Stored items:
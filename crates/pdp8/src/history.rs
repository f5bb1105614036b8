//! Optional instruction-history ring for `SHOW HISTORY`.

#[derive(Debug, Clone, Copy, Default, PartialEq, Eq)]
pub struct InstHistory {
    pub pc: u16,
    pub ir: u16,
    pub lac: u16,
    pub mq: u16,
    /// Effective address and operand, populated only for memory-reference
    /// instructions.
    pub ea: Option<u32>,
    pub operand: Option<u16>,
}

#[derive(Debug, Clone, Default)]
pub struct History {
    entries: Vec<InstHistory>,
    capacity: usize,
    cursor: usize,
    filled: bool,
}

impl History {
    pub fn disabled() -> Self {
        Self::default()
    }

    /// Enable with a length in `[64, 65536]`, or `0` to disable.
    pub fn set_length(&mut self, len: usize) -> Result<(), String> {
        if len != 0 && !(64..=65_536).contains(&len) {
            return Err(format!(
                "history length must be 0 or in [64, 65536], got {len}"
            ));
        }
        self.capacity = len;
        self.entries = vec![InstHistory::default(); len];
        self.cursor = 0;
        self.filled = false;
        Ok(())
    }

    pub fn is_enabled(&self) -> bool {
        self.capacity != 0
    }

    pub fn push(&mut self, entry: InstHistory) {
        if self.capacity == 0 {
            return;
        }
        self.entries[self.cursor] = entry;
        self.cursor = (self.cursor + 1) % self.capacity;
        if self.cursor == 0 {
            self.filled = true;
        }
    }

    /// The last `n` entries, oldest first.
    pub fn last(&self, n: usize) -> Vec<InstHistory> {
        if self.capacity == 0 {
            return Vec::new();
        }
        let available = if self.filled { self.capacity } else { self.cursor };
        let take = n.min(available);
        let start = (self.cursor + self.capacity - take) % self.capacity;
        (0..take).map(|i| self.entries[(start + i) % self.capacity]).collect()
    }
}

...

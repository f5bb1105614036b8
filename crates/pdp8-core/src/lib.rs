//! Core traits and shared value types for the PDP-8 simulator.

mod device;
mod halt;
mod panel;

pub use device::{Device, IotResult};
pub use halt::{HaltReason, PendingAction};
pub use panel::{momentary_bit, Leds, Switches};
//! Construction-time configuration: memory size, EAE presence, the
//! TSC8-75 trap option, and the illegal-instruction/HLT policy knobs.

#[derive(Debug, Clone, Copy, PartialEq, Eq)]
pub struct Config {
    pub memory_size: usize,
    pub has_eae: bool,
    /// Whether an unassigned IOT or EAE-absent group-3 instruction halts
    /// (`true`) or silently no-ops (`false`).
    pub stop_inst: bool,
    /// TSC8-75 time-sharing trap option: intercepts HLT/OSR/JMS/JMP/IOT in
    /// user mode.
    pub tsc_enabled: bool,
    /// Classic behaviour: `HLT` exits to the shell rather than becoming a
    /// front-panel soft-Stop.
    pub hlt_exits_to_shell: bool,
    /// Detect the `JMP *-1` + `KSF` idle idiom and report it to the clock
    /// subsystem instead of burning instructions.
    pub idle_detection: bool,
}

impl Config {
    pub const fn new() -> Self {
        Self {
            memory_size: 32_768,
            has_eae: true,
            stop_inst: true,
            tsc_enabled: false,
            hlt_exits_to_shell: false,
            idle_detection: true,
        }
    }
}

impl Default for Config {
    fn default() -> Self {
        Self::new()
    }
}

▸ **About this task**
Given the data above, transcribe exactly the lines from the one containing "Self::default()" down to the one containing "self.capacity = len;", and no others.

▸ **Answer to the problem**
        Self::default()
    }

    /// Enable with a length in `[64, 65536]`, or `0` to disable.
    pub fn set_length(&mut self, len: usize) -> Result<(), String> {
        if len != 0 && !(64..=65_536).contains(&len) {
            return Err(format!(
                "history length must be 0 or in [64, 65536], got {len}"
            ));
        }
        self.capacity = len;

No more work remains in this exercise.